## Activity
Could you filter the data below down to the lines that hold the word "while"?

________________________________________

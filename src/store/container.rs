//! The current-value state container.

use std::fmt;
use std::sync::Arc;

use futures::channel::mpsc::{self, UnboundedReceiver, UnboundedSender};
use futures::stream::{Stream, StreamExt};
use parking_lot::Mutex;

use super::distinct::distinct_until_changed;

struct Inner<State> {
    initial: State,
    state: State,
    subscribers: Vec<UnboundedSender<State>>,
    destroyed: bool,
}

impl<State: Clone> Inner<State> {
    fn publish(&mut self) {
        let state = &self.state;
        self.subscribers
            .retain(|subscriber| subscriber.unbounded_send(state.clone()).is_ok());
    }
}

/// A state container that always holds a current value.
///
/// Every subscriber of [`Store::changes`] receives the current state first and
/// then each later state that differs from the one before it. Updates are
/// serialised; subscribers never miss an intermediate state.
///
/// `Store` is a cheap handle: clones share the same state.
///
/// # Examples
///
/// ```rust
/// use futures::executor::block_on;
/// use futures::StreamExt;
/// use ngry::store::Store;
///
/// let counter = Store::new(0);
/// let changes = counter.changes();
///
/// counter.update(|count| count + 1);
/// counter.next(1); // same value, not emitted
/// counter.reset();
/// counter.destroy();
///
/// let seen: Vec<i32> = block_on(changes.collect());
/// assert_eq!(seen, vec![0, 1, 0]);
/// ```
pub struct Store<State> {
    inner: Arc<Mutex<Inner<State>>>,
}

impl<State> Store<State>
where
    State: Clone + PartialEq,
{
    /// Creates a store holding `initial`.
    #[must_use]
    pub fn new(initial: State) -> Self {
        Self {
            inner: Arc::new(Mutex::new(Inner {
                state: initial.clone(),
                initial,
                subscribers: Vec::new(),
                destroyed: false,
            })),
        }
    }

    /// Returns the state the store was created with.
    #[must_use]
    pub fn initial(&self) -> State {
        self.inner.lock().initial.clone()
    }

    /// Returns the current state.
    #[must_use]
    pub fn snapshot(&self) -> State {
        self.inner.lock().state.clone()
    }

    /// Reads a projection of the current state without cloning it.
    pub fn get<R, F>(&self, selector: F) -> R
    where
        F: FnOnce(&State) -> R,
    {
        selector(&self.inner.lock().state)
    }

    /// Replaces the current state.
    ///
    /// Subscribers are notified only when `state` differs from the current
    /// one. Ignored once the store is destroyed.
    pub fn next(&self, state: State) {
        let mut inner = self.inner.lock();
        Self::apply(&mut inner, state);
    }

    /// Replaces the current state with `updater(&current)`.
    ///
    /// The read and the write happen under one lock, so concurrent updates
    /// never overwrite each other. `updater` must not call back into this
    /// store.
    pub fn update<F>(&self, updater: F)
    where
        F: FnOnce(&State) -> State,
    {
        let mut inner = self.inner.lock();
        let state = updater(&inner.state);
        Self::apply(&mut inner, state);
    }

    /// Restores the initial state.
    pub fn reset(&self) {
        let mut inner = self.inner.lock();
        let initial = inner.initial.clone();
        Self::apply(&mut inner, initial);
    }

    fn apply(inner: &mut Inner<State>, state: State) {
        if inner.destroyed {
            tracing::warn!("state update ignored: store is destroyed");
            return;
        }
        if inner.state == state {
            tracing::trace!("state unchanged");
            return;
        }

        inner.state = state;
        inner.publish();
        tracing::trace!(subscribers = inner.subscribers.len(), "state changed");
    }

    /// Returns a stream of the current state followed by every distinct
    /// change. The stream ends when the store is destroyed; a destroyed
    /// store yields an empty stream.
    #[must_use]
    pub fn changes(&self) -> UnboundedReceiver<State> {
        let (sender, receiver) = mpsc::unbounded();
        let mut inner = self.inner.lock();

        if !inner.destroyed && sender.unbounded_send(inner.state.clone()).is_ok() {
            inner.subscribers.push(sender);
        }
        receiver
    }

    /// Returns a stream of `selector` applied to each state, skipping
    /// consecutive equal results.
    ///
    /// # Examples
    ///
    /// ```rust
    /// use futures::executor::block_on;
    /// use futures::StreamExt;
    /// use ngry::store::Store;
    ///
    /// let store = Store::new((1, "a"));
    /// let numbers = store.select(|(number, _)| *number);
    ///
    /// store.next((1, "b"));
    /// store.next((2, "b"));
    /// store.destroy();
    ///
    /// assert_eq!(block_on(numbers.collect::<Vec<_>>()), vec![1, 2]);
    /// ```
    pub fn select<R, F>(&self, mut selector: F) -> impl Stream<Item = R> + use<R, F, State>
    where
        F: FnMut(&State) -> R,
        R: Clone + PartialEq,
    {
        distinct_until_changed(self.changes().map(move |state| selector(&state)))
    }

    /// Folds every item of `source` into the state with `reducer` until the
    /// source ends or the store is destroyed.
    ///
    /// # Examples
    ///
    /// ```rust
    /// use futures::executor::block_on;
    /// use futures::stream;
    /// use ngry::store::Store;
    ///
    /// let total = Store::new(0);
    /// block_on(total.effect(stream::iter([1, 2, 3]), |sum, n| sum + n));
    ///
    /// assert_eq!(total.snapshot(), 6);
    /// ```
    pub async fn effect<S, F>(&self, source: S, mut reducer: F)
    where
        S: Stream,
        F: FnMut(&State, S::Item) -> State,
    {
        let mut source = std::pin::pin!(source);

        while let Some(item) = source.next().await {
            if self.is_destroyed() {
                tracing::debug!("effect stopped: store is destroyed");
                break;
            }
            self.update(|state| reducer(state, item));
        }
    }
}

impl<State> Store<State> {
    /// Completes every change stream. Later updates are ignored.
    pub fn destroy(&self) {
        let mut inner = self.inner.lock();
        if !inner.destroyed {
            inner.destroyed = true;
            inner.subscribers.clear();
            tracing::debug!("store destroyed");
        }
    }

    /// Returns `true` once [`Store::destroy`] has been called.
    #[must_use]
    pub fn is_destroyed(&self) -> bool {
        self.inner.lock().destroyed
    }
}

impl<State> Clone for Store<State> {
    fn clone(&self) -> Self {
        Self {
            inner: Arc::clone(&self.inner),
        }
    }
}

impl<State> Default for Store<State>
where
    State: Clone + PartialEq + Default,
{
    fn default() -> Self {
        Self::new(State::default())
    }
}

impl<State: fmt::Debug> fmt::Debug for Store<State> {
    fn fmt(&self, formatter: &mut fmt::Formatter<'_>) -> fmt::Result {
        let inner = self.inner.lock();
        formatter
            .debug_struct("Store")
            .field("state", &inner.state)
            .field("destroyed", &inner.destroyed)
            .finish_non_exhaustive()
    }
}

#[cfg(test)]
mod tests {
    use super::*;
    use futures::executor::block_on;
    use rstest::rstest;

    #[rstest]
    fn snapshot_tracks_latest_state() {
        let store = Store::new("initial".to_string());

        store.next("next".to_string());

        assert_eq!(store.snapshot(), "next");
        assert_eq!(store.initial(), "initial");
    }

    #[rstest]
    fn late_subscriber_receives_current_state_first() {
        let store = Store::new(1);
        store.next(2);

        let changes = store.changes();
        store.next(3);
        store.destroy();

        assert_eq!(block_on(changes.collect::<Vec<_>>()), vec![2, 3]);
    }

    #[rstest]
    fn destroyed_store_ignores_updates() {
        let store = Store::new(1);
        store.destroy();

        store.next(2);

        assert_eq!(store.snapshot(), 1);
        assert!(store.is_destroyed());
        assert_eq!(block_on(store.changes().collect::<Vec<_>>()), Vec::<i32>::new());
    }

    #[rstest]
    fn dropped_subscribers_are_pruned() {
        let store = Store::new(0);
        drop(store.changes());
        let _kept = store.changes();

        store.next(1);

        assert_eq!(store.inner.lock().subscribers.len(), 1);
    }

    #[rstest]
    fn get_reads_projection() {
        let store = Store::new(vec![1, 2, 3]);
        assert_eq!(store.get(Vec::len), 3);
    }
}
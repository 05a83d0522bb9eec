//! Identity-keyed immutable entity collection.
//!
//! This module provides [`EntityCollection`], an ordered set of entities
//! deduplicated by an identity function supplied at construction.
//!
//! # Overview
//!
//! - Entities keep their insertion order; `ids()[i]` is always the identity of
//!   `entities()[i]`.
//! - No two entities share an identity. When the initial iterable contains
//!   duplicates, the **last** occurrence wins and takes the position where it
//!   appeared.
//! - Every operation returns a collection. When nothing changes, the result
//!   shares storage with the receiver, which [`EntityCollection::ptr_eq`]
//!   observes. Callers use that to skip downstream recomputation.
//!
//! # Time Complexity
//!
//! | Operation     | Cost                          |
//! |---------------|-------------------------------|
//! | `get`/`has`   | O(n)                          |
//! | `add`         | O(n)                          |
//! | `update`      | O(n)                          |
//! | `delete`      | O(n)                          |
//! | `delete_many` | O(n * m)                      |
//! | `sort`        | O(n log n)                    |
//! | `clone`       | O(1) (shared storage)         |
//!
//! # Examples
//!
//! ```rust
//! use ngry::persistent::{EntityCollection, KeyedBy};
//!
//! #[derive(Clone, Debug, PartialEq)]
//! struct User {
//!     id: u32,
//!     name: &'static str,
//! }
//!
//! let users = EntityCollection::new(
//!     KeyedBy(|user: &User| user.id),
//!     [
//!         User { id: 1, name: "Ann" },
//!         User { id: 2, name: "Bob" },
//!         User { id: 1, name: "Anna" },
//!     ],
//! );
//!
//! // The last duplicate wins
//! assert_eq!(users.ids(), &[2, 1]);
//! assert_eq!(users.get(&1).map(|user| user.name), Some("Anna"));
//!
//! // Adding an existing id is a no-op that shares storage
//! let same = users.add(User { id: 2, name: "Robert" });
//! assert!(same.ptr_eq(&users));
//! ```

use std::cmp::Ordering;
use std::fmt;
use std::sync::Arc;

// =============================================================================
// Identity Strategy
// =============================================================================

/// Strategy that derives an entity's identifier and compares identifiers.
///
/// Implement this for a dedicated type when identifiers need custom equality,
/// or use [`KeyedBy`] / [`KeyedByWith`] to adapt closures.
pub trait EntityIdentity<Entity> {
    /// The identifier type.
    type Id;

    /// Returns the identifier of `entity`.
    fn select_id(&self, entity: &Entity) -> Self::Id;

    /// Returns `true` when both identifiers refer to the same entity.
    fn compare_ids(&self, left: &Self::Id, right: &Self::Id) -> bool;
}
//! Errors raised while building translation components.

/// An error raised while building a translator or one of its parts.
///
/// Lookups never fail: missing phrases and parameters fall back to defaults
/// and are logged instead.
#[derive(Debug, thiserror::Error)]
pub enum TranslateError {
    /// A language pattern is not a valid regular expression.
    #[error("invalid language pattern `{pattern}`")]
    InvalidPattern {
        /// The rejected pattern.
        pattern: String,
        /// The regex compilation error.
        #[source]
        source: regex::Error,
    },

    /// The default language is not among the supported ones.
    #[error("default language `{0}` is not supported")]
    UnsupportedDefault(String),

    /// The configuration could not be parsed.
    #[error("invalid translate configuration")]
    Config(#[from] serde_json::Error),
}
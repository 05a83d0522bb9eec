//! Property-based tests for TaskState.
//!
//! - **Functor identity**: `state.fmap(|x| x) == state`
//! - **Functor composition**: `state.fmap(f).fmap(g) == state.fmap(|x| g(f(x)))`
//! - **Monad left identity**: `pure(a).flat_map(f) == f(a)`
//! - **Monad right identity**: `m.flat_map(pure) == m`
//! - **Recovery**: `catch_map` only ever sees `Failed`

#![cfg(all(feature = "rx", feature = "typeclass"))]

use ngry::rx::TaskState;
use ngry::typeclass::{Applicative, Functor, Monad};
use proptest::prelude::*;

type State = TaskState<i32, String>;

fn state_strategy() -> impl Strategy<Value = State> {
    prop_oneof![
        Just(TaskState::initial()),
        Just(TaskState::pending()),
        any::<i32>().prop_map(TaskState::complete),
        "[a-z]{0,8}".prop_map(TaskState::failed),
    ]
}

fn halve_even(n: i32) -> State {
    if n % 2 == 0 {
        TaskState::complete(n / 2)
    } else {
        TaskState::failed(format!("{n} is odd"))
    }
}

fn pending_if_negative(n: i32) -> State {
    if n < 0 { TaskState::pending() } else { TaskState::complete(n) }
}

proptest! {
    #[test]
    fn prop_functor_identity(state in state_strategy()) {
        prop_assert_eq!(state.clone().fmap(|x| x), state);
    }

    #[test]
    fn prop_functor_composition(state in state_strategy()) {
        let f = |x: i32| x.wrapping_mul(3);
        let g = |x: i32| x.wrapping_sub(7);

        prop_assert_eq!(state.clone().fmap(f).fmap(g), state.fmap(|x| g(f(x))));
    }

    #[test]
    fn prop_fmap_ref_matches_fmap(state in state_strategy()) {
        let by_ref = state.fmap_ref(|x| i64::from(*x) + 1);

        prop_assert_eq!(by_ref, state.fmap(|x| i64::from(x) + 1));
    }

    #[test]
    fn prop_monad_left_identity(value in any::<i32>()) {
        let lifted: State = <State as Applicative>::pure(value);

        prop_assert_eq!(Monad::flat_map(lifted, halve_even), halve_even(value));
    }

    #[test]
    fn prop_monad_right_identity(state in state_strategy()) {
        prop_assert_eq!(state.clone().flat_map(TaskState::complete), state);
    }

    #[test]
    fn prop_monad_associativity(state in state_strategy()) {
        let nested = state.clone().flat_map(halve_even).flat_map(pending_if_negative);
        let flattened = state.flat_map(|x| halve_even(x).flat_map(pending_if_negative));

        prop_assert_eq!(nested, flattened);
    }

    #[test]
    fn prop_non_complete_status_survives_map(state in state_strategy()) {
        prop_assume!(!state.is_complete());

        prop_assert_eq!(state.clone().map(|x| x + 1).status(), state.status());
    }

    #[test]
    fn prop_catch_map_only_sees_failed(state in state_strategy()) {
        let recovered: TaskState<i32, ()> = state
            .clone()
            .catch_map(|error| TaskState::complete(i32::try_from(error.len()).unwrap_or(i32::MAX)));

        match state {
            TaskState::Failed(error) => {
                prop_assert_eq!(recovered, TaskState::complete(i32::try_from(error.len()).unwrap_or(i32::MAX)));
            }
            other => {
                prop_assert_eq!(recovered.status(), other.status());
            }
        }
    }

    #[test]
    fn prop_map2_complete_only_when_both_complete(left in state_strategy(), right in state_strategy()) {
        let combined = left.clone().map2(right.clone(), i32::wrapping_add);

        prop_assert_eq!(combined.is_complete(), left.is_complete() && right.is_complete());
        if left.is_failed() {
            prop_assert_eq!(combined.error(), left.error());
        }
    }

    #[test]
    fn prop_get_result_is_value_or_fallback(state in state_strategy()) {
        let expected = state.result().copied().unwrap_or(-1);

        prop_assert_eq!(state.get_result(|| -1), expected);
    }
}
//! # ngry
//!
//! Immutable entity collections, task state tracking, reactive stores and
//! translation helpers.
//!
//! ## Overview
//!
//! - **Type Classes**: `Functor`, `Applicative`, `Monad` over GAT-emulated
//!   higher-kinded types
//! - **Entity Collections**: identity-keyed immutable collections whose no-op
//!   updates share storage with the receiver
//! - **Task State**: `Initial`, `Pending`, `Complete` or `Failed` as a value,
//!   plus streams reporting the progress of async work
//! - **Stores**: current-value containers with distinct change streams
//! - **Translation**: language resolution, phrase compilation and
//!   interpolation
//!
//! ## Feature Flags
//!
//! - `typeclass`: Type class traits
//! - `persistent`: Entity collections
//! - `rx`: Task state and task streams
//! - `testing`: `StreamSpy` for asserting on streams (Tokio)
//! - `store`: Stores and the action bus
//! - `translate`: Internationalization
//! - `serde`: `Serialize`/`Deserialize` for task states and collections
//! - `full`: Enable all features
//!
//! ## Example
//!
//! ```rust
//! use ngry::prelude::*;
//!
//! #[derive(Clone, Debug, PartialEq)]
//! struct User {
//!     id: u32,
//!     name: &'static str,
//! }
//!
//! let users = EntityCollectionStore::new(EntityCollection::empty(KeyedBy(|user: &User| user.id)));
//! users.add(User { id: 1, name: "Alex" });
//!
//! let loaded: TaskState<usize, String> = TaskState::complete(users.get(|users| users.len()));
//! assert_eq!(loaded.get_result(|| 0), 1);
//! ```

#![forbid(unsafe_code)]
#![warn(missing_docs)]
#![warn(clippy::all)]
#![warn(clippy::pedantic)]
#![warn(clippy::nursery)]
#![allow(clippy::redundant_closure_for_method_calls)]

/// Prelude module for convenient imports.
///
/// Re-exports commonly used types and traits.
///
/// # Usage
///
/// ```rust
/// use ngry::prelude::*;
/// ```
pub mod prelude {

    #[cfg(feature = "typeclass")]
    pub use crate::typeclass::*;

    #[cfg(feature = "persistent")]
    pub use crate::persistent::*;

    #[cfg(feature = "rx")]
    pub use crate::rx::{task, task_stream, TaskState, TaskStatus};

    #[cfg(feature = "store")]
    pub use crate::store::*;

    #[cfg(feature = "translate")]
    pub use crate::translate::{Language, Params, TranslateConfig, Translator};
}

#[cfg(feature = "typeclass")]
pub mod typeclass;

#[cfg(feature = "persistent")]
pub mod persistent;

#[cfg(feature = "rx")]
pub mod rx;

#[cfg(feature = "store")]
pub mod store;

#[cfg(feature = "translate")]
pub mod translate;
//! Unit tests for TaskState combinators.

#![cfg(feature = "rx")]

use std::cell::RefCell;

use ngry::rx::{TaskState, TaskStatus};
use rstest::rstest;

type State = TaskState<i32, String>;

fn failed(message: &str) -> State {
    TaskState::failed(message.to_string())
}

// =============================================================================
// map / flat_map
// =============================================================================

#[rstest]
#[case(State::initial(), TaskState::initial())]
#[case(State::pending(), TaskState::pending())]
#[case(failed("Some"), TaskState::failed("Some".to_string()))]
#[case(State::complete(123), TaskState::complete("123".to_string()))]
fn test_map_transforms_only_complete(#[case] state: State, #[case] expected: TaskState<String, String>) {
    assert_eq!(state.map(|n| n.to_string()), expected);
}

#[rstest]
fn test_chained_map_and_flat_map() {
    let total = State::complete(1)
        .map(|n| n + 1)
        .flat_map(|n| TaskState::complete(n * 10))
        .flat_map(|n| if n > 10 { TaskState::complete(n + 3) } else { TaskState::pending() })
        .get_result(|| 0);

    assert_eq!(total, 23);
}

#[rstest]
#[case(TaskState::initial())]
#[case(TaskState::pending())]
#[case(TaskState::complete(7))]
#[case(failed("inner"))]
fn test_flat_map_of_complete_yields_any_state(#[case] inner: State) {
    let expected = inner.clone();

    assert_eq!(State::complete(1).flat_map(|_| inner), expected);
}

#[rstest]
fn test_flat_map_of_failed_keeps_error() {
    assert_eq!(failed("first").flat_map(|n| State::complete(n + 1)), failed("first"));
}

// =============================================================================
// catch_map / map_error
// =============================================================================

#[rstest]
fn test_catch_map_recovers_failure() {
    let recovered: TaskState<i32, ()> = failed("Some").catch_map(|error| TaskState::complete(error.len() as i32));

    assert_eq!(recovered, TaskState::complete(4));
}

#[rstest]
#[case(State::initial())]
#[case(State::pending())]
#[case(State::complete(5))]
fn test_catch_map_leaves_non_failed(#[case] state: State) {
    let expected = state.clone();

    assert_eq!(state.catch_map(|_| State::complete(0)), expected);
}

#[rstest]
fn test_map_error_changes_error_type() {
    let mapped: TaskState<i32, usize> = failed("boom").map_error(|error| error.len());

    assert_eq!(mapped, TaskState::failed(4));
}

// =============================================================================
// for_each / catch_run
// =============================================================================

#[rstest]
fn test_for_each_runs_once_on_complete() {
    let calls = RefCell::new(Vec::new());

    let state = State::complete(5).for_each(|n| calls.borrow_mut().push(*n));

    assert_eq!(*calls.borrow(), vec![5]);
    assert_eq!(state.map(|n| n * 2), TaskState::complete(10));
}

#[rstest]
#[case(State::initial())]
#[case(State::pending())]
#[case(failed("x"))]
fn test_for_each_skips_other_states(#[case] state: State) {
    let mut called = false;

    let _ = state.for_each(|_| called = true);

    assert!(!called);
}

#[rstest]
fn test_catch_run_observes_error() {
    let mut seen = None;

    let state = failed("offline").catch_run(|error| seen = Some(error.clone()));

    assert_eq!(seen.as_deref(), Some("offline"));
    assert!(state.is_failed());
}

// =============================================================================
// get_result / accessors
// =============================================================================

#[rstest]
#[case(State::initial(), -1)]
#[case(State::pending(), -1)]
#[case(failed("x"), -1)]
#[case(State::complete(42), 42)]
fn test_get_result_falls_back(#[case] state: State, #[case] expected: i32) {
    assert_eq!(state.get_result(|| -1), expected);
}

#[rstest]
fn test_into_value_and_error() {
    assert_eq!(State::complete(3).into_value(), Some(3));
    assert_eq!(State::pending().into_value(), None);
    assert_eq!(failed("e").into_error(), Some("e".to_string()));
}

#[rstest]
#[case(State::initial(), false)]
#[case(State::pending(), false)]
#[case(State::complete(1), true)]
#[case(failed("x"), true)]
fn test_is_terminal(#[case] state: State, #[case] expected: bool) {
    assert_eq!(state.is_terminal(), expected);
}

#[rstest]
fn test_status_orders_lifecycle() {
    assert!(TaskStatus::Initial < TaskStatus::Pending);
    assert!(TaskStatus::Pending < TaskStatus::Complete);
}

#[rstest]
fn test_as_ref_borrows_payload() {
    let state = State::complete(9);

    assert_eq!(state.as_ref().map(|n| *n + 1), TaskState::complete(10));
    assert_eq!(state, State::complete(9));
}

________________________________________

## Solution to the exercise
        while let Some(item) = source.next().await {
//! Errors raised while building translation components.
/// An error raised while building a translator or one of its parts.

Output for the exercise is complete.